Em
outubro de 1929, John Maynard Keynes acompanhou o preço das ações despencar na
bolsa de Nova York, e parte dos seus investimentos evaporar. Aos 46 anos, já
era um macroeconomista renomado, ávido investidor da bolsa, além de consultor
de negócios. Mas, como a maioria dos seus colegas, não previu a crise que
abalou o mundo e que acabou consumindo 80% da sua fortuna. Com o ego ferido, de
acordo com o seu biógrafo John F. Wasik, ele ficou obcecado em encontrar uma
forma de reaquecer a economia, diminuir o desemprego e incentivar investimentos
na bolsa de valores.
Nos
anos seguintes, durante a Grande Depressão, Keynes trabalhou como conselheiro
econômico do governo britânico e, aos poucos, foi elaborando a sua teoria.
Chegou à conclusão de que a única maneira da economia – paradigma teórico
desenvolvido, entre outros, por Adam Smith. Em 1776, o escocês Smith havia
publicado A Riqueza das Nações, livro que inaugurou a economia moderna e
consolidou as ideias liberais
de algumas nações europeias que viviam a infância da Revolução Industrial. No
modelo de Adam Smith, governos atrapalham o crescimento econômico quando se
metem demais no dia a dia dos negócio.
O liberalismo defende um mercado independente
do setor público, com capacidade de se autorregular automaticamente, sem
necessidade de interferências de presidentes e ministros. Mais ou menos assim:
uma temporada de chuvas prejudica as vendas dos feirantes, mas vira boa notícia
para vendedores de guarda-chuvas. A sociedade continua gastando dinheiro e
gerando riquezas constantemente – o dinheiro apenas muda de mãos. Se o
feirante quebrar, tudo bem. O setor de guarda-chuvas, em alta, vai gerar mais
empregos e poderá absorver os demitidos da banca de frutas. No fim, tudo dá certo. Os economistas clássicos viam o
setor privado como um ciclista, “que às vezes cai da bicicleta, mas em seguida
levanta e continua a pedalar”, segundo Wasik.
Mas
Keynes acreditava que os períodos de instabilidade seriam muito longos e
dolorosos para a sociedade sem a interferência governamental. Mesmo com oferta
de emprego na indústria de guarda-chuvas, o trabalhador da feira tem outra
especialidade. Por isso, seu emprego não está garantido no setor aquecido.

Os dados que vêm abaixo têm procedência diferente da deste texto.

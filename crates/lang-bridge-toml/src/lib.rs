#![doc = include_str!("../README.md")]

pub mod build;

use fs_err as fs;
use lang_bridge_core::locale_path::is_identifier;
use lang_bridge_core::{DEFAULT_GLOBAL_DOMAIN, IgnoreList, LocalePath, UnrecognizedPolicy};
use serde::{Deserialize, Serialize};
use std::env;
use std::io;
use std::path::{Path, PathBuf};
use thiserror::Error;
use unic_langid::{LanguageIdentifier, LanguageIdentifierError};

/// Name of the configuration file looked up in a crate's manifest directory.
pub const CONFIG_FILE_NAME: &str = "lang.toml";

#[derive(Debug, Error)]
pub enum LangConfigError {
    /// Configuration file not found.
    #[error("lang.toml configuration file not found")]
    NotFound,
    /// Failed to read configuration file.
    #[error("Failed to read configuration file: {0}")]
    ReadError(#[from] std::io::Error),
    /// Failed to parse configuration file.
    #[error("Failed to parse configuration file: {0}")]
    ParseError(#[from] toml::de::Error),
    /// The fallback locale is not a valid language identifier.
    #[error("Invalid fallback locale '{name}'")]
    InvalidFallbackLocale {
        name: String,
        #[source]
        source: LanguageIdentifierError,
    },
    /// A locale found in the assets directory or configuration is not valid.
    #[error("Invalid locale '{name}'")]
    InvalidLocale {
        name: String,
        #[source]
        source: LanguageIdentifierError,
    },
    /// The global domain name contains characters other than `[A-Za-z0-9_-]`.
    #[error("Invalid global_translations_key '{0}', expected only [A-Za-z0-9_-]")]
    InvalidGlobalTranslationsKey(String),
}

/// The configuration for `lang-bridge`.
///
/// ```toml
/// fallback_locale = "en"
/// assets_dir = "lang"
///
/// [ignore]
/// fr = ["admin"]
/// ```
#[derive(Clone, Debug, Deserialize, Serialize)]
pub struct LangConfig {
    /// Locale used when a message is missing in the requested one (e.g. "en").
    pub fallback_locale: String,
    /// Locale selected at startup. Defaults to the fallback locale.
    #[serde(default)]
    pub locale: Option<String>,
    /// Path to the directory containing locale files.
    /// Expected structure: `{assets_dir}/{locale}.json` and `{assets_dir}/{locale}/{domain}.php`.
    pub assets_dir: PathBuf,
    /// Domain name for root-level locale files. Limited to `[A-Za-z0-9_-]`,
    /// since the first `.` of a key separates the domain.
    #[serde(default = "default_global_translations_key")]
    pub global_translations_key: String,
    /// Scoped domains to leave out, per locale.
    #[serde(default)]
    pub ignore: IgnoreList,
    /// Handling of files that match neither layout.
    #[serde(default)]
    pub unrecognized: UnrecognizedPolicy,
}

fn default_global_translations_key() -> String {
    DEFAULT_GLOBAL_DOMAIN.to_string()
}

impl LangConfig {
    /// Reads the configuration from a path.
    pub fn read_from_path<P: AsRef<Path>>(path: P) -> Result<Self, LangConfigError> {
        let path = path.as_ref();

        if !path.exists() {
            return Err(LangConfigError::NotFound);
        }

        let content = fs::read_to_string(path)?;
        let config: LangConfig = toml::from_str(&content)?;

        Ok(config)
    }

    /// Reads the configuration from the manifest directory.
    pub fn read_from_manifest_dir() -> Result<Self, LangConfigError> {
        let manifest_dir = env::var("CARGO_MANIFEST_DIR").map_err(|_| LangConfigError::NotFound)?;
        Self::from_manifest_dir(Path::new(&manifest_dir))
    }

    /// Reads `lang.toml` from the given manifest directory.
    pub fn from_manifest_dir(manifest_dir: &Path) -> Result<Self, LangConfigError> {
        Self::read_from_path(manifest_dir.join(CONFIG_FILE_NAME))
    }

    /// Returns the path to the assets directory from the manifest directory.
    pub fn assets_dir_from_manifest(&self) -> Result<PathBuf, LangConfigError> {
        self.assets_dir_from_base(None)
    }

    /// Returns the path to the assets directory from a base directory.
    /// If `base_dir` is `None`, uses `CARGO_MANIFEST_DIR` environment variable.
    pub fn assets_dir_from_base(&self, base_dir: Option<&Path>) -> Result<PathBuf, LangConfigError> {
        let base = match base_dir {
            Some(dir) => dir.to_path_buf(),
            None => {
                let manifest_dir =
                    env::var("CARGO_MANIFEST_DIR").map_err(|_| LangConfigError::NotFound)?;
                PathBuf::from(manifest_dir)
            },
        };

        Ok(base.join(&self.assets_dir))
    }

    /// Returns the configured fallback locale as a `LanguageIdentifier`.
    pub fn fallback_locale_identifier(&self) -> Result<LanguageIdentifier, LangConfigError> {
        self.fallback_locale
            .parse::<LanguageIdentifier>()
            .map_err(|source| LangConfigError::InvalidFallbackLocale {
                name: self.fallback_locale.clone(),
                source,
            })
    }

    /// The locale selected at startup.
    pub fn initial_locale(&self) -> &str {
        self.locale.as_deref().unwrap_or(&self.fallback_locale)
    }

    /// Validates the startup locale, if one is configured.
    pub fn locale_identifier(&self) -> Result<LanguageIdentifier, LangConfigError> {
        match &self.locale {
            Some(locale) => parse_locale(locale),
            None => self.fallback_locale_identifier(),
        }
    }

    /// Returns the locales available under the assets directory.
    ///
    /// Both locale directories (`en/`) and root-level locale files (`en.json`)
    /// count. The result is sorted and deduplicated.
    pub fn available_locales_from_base(
        &self,
        base_dir: Option<&Path>,
    ) -> Result<Vec<String>, LangConfigError> {
        let assets_path = self.assets_dir_from_base(base_dir)?;
        let mut locales = Vec::new();

        for entry in fs::read_dir(&assets_path)? {
            let entry = entry?;
            let name = entry.file_name().into_string().map_err(|raw| {
                LangConfigError::ReadError(io::Error::new(
                    io::ErrorKind::InvalidData,
                    format!("Assets directory contains a non UTF-8 entry: {:?}", raw),
                ))
            })?;

            let locale = if entry.file_type()?.is_dir() {
                name
            } else {
                match LocalePath::classify(&name) {
                    LocalePath::Global { locale, .. } => locale,
                    _ => continue,
                }
            };

            parse_locale(&locale)?;
            locales.push(locale);
        }

        locales.sort();
        locales.dedup();
        Ok(locales)
    }

    /// Checks everything an install relies on: both locales, the global
    /// domain name and the assets directory.
    pub fn validate(&self, base_dir: Option<&Path>) -> Result<(), LangConfigError> {
        self.fallback_locale_identifier()?;
        self.locale_identifier()?;

        if !is_identifier(&self.global_translations_key) {
            return Err(LangConfigError::InvalidGlobalTranslationsKey(
                self.global_translations_key.clone(),
            ));
        }

        self.validate_assets_dir(base_dir)
    }

    /// Validates the assets directory.
    pub fn validate_assets_dir(&self, base_dir: Option<&Path>) -> Result<(), LangConfigError> {
        let assets_path = self.assets_dir_from_base(base_dir)?;

        if !assets_path.exists() {
            return Err(LangConfigError::ReadError(io::Error::new(
                io::ErrorKind::NotFound,
                format!("Assets directory '{}' does not exist", assets_path.display()),
            )));
        }

        if !assets_path.is_dir() {
            return Err(LangConfigError::ReadError(io::Error::new(
                io::ErrorKind::InvalidInput,
                format!("Assets path '{}' is not a directory", assets_path.display()),
            )));
        }

        Ok(())
    }
}

fn parse_locale(name: &str) -> Result<LanguageIdentifier, LangConfigError> {
    name.parse::<LanguageIdentifier>()
        .map_err(|source| LangConfigError::InvalidLocale {
            name: name.to_string(),
            source,
        })
}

Enquanto tenta se recolocar no mercado, ele vai deixar de pagar o aluguel,
parar de fazer compras
e seus filhos terão de sair da escola para ajudar no orçamento de casa. Uma
bola de neve econômica que prejudica a sociedade em diversos níveis. Mas e se
os governos oferecessem seguro-desemprego, cursos de requalificação e
financiamento subsidiado para o feirante sobreviver à temporada de chuvas? O
drama seria abreviado.
Uma
socialização ampla dos investimentos será o único meio de assegurar uma
situação aproximada de pleno emprego.
Keynes
sabia que não seria tarefa fácil convencer os seus colegas de que estavam
errados. Por isso escreveu um livro (foto acima) extremamente teórico e minucioso, com mais
de 300 páginas divididas em seis partes – um grande desafio para o leitor
desavisado. A obra começa explicando os problemas da teoria clássica, ponto a
ponto. Em seguida, reflete sobre formas de estimular a economia e introduz a
ideia de que financiamento público pode elevar a confiança de consumidores e investidores,
fazendo girar a engrenagem. Foi a primeira vez que um economista vinculou
comportamento humano ao bem-estar da economia. Ou seja, Keynes percebeu que
somos irracionais quando o assunto é dinheiro. Embora somas e multiplicações
não sejam nada além de matemática básica (previsível e constante),
as pessoas tomam decisões financeiras com base nas próprias emoções e
interpretações sobre o futuro (subjetivas e inconstantes). Na crise, o
“espírito animal" toma conta, as decisões se tornam mais pessimistas, e o
resultado vira uma espiral de fracasso para todos.
O
economista não teve tempo para ver a repercussão das suas ideias. Ele morreu
dez anos após a publicação do livro, sendo que passou um bom tempo debilitado
por uma doença cardíaca. Se tivesse vivido mais, teria visto que os seus
princípios foram amplamente adotados por líderes mundiais após a 2ª Guerra. Em
2008, teria observado, orgulhoso, o presidente americano Barack Obama injetar
US$ 800 bilhões no
setor privado para evitar a falência em cascata de bancos e uma recessão ainda
pior do que se viu dali em diante. “Foi uma intervenção tipicamente keynesiana,
um receituário muito semelhante ao que ele tinha proposto para a crise de
1929”, diz Nelson Marconi, professor da Fundação Getúlio Vargas (FGV) e
vice-presidente da Associação Keynesiana Brasileira.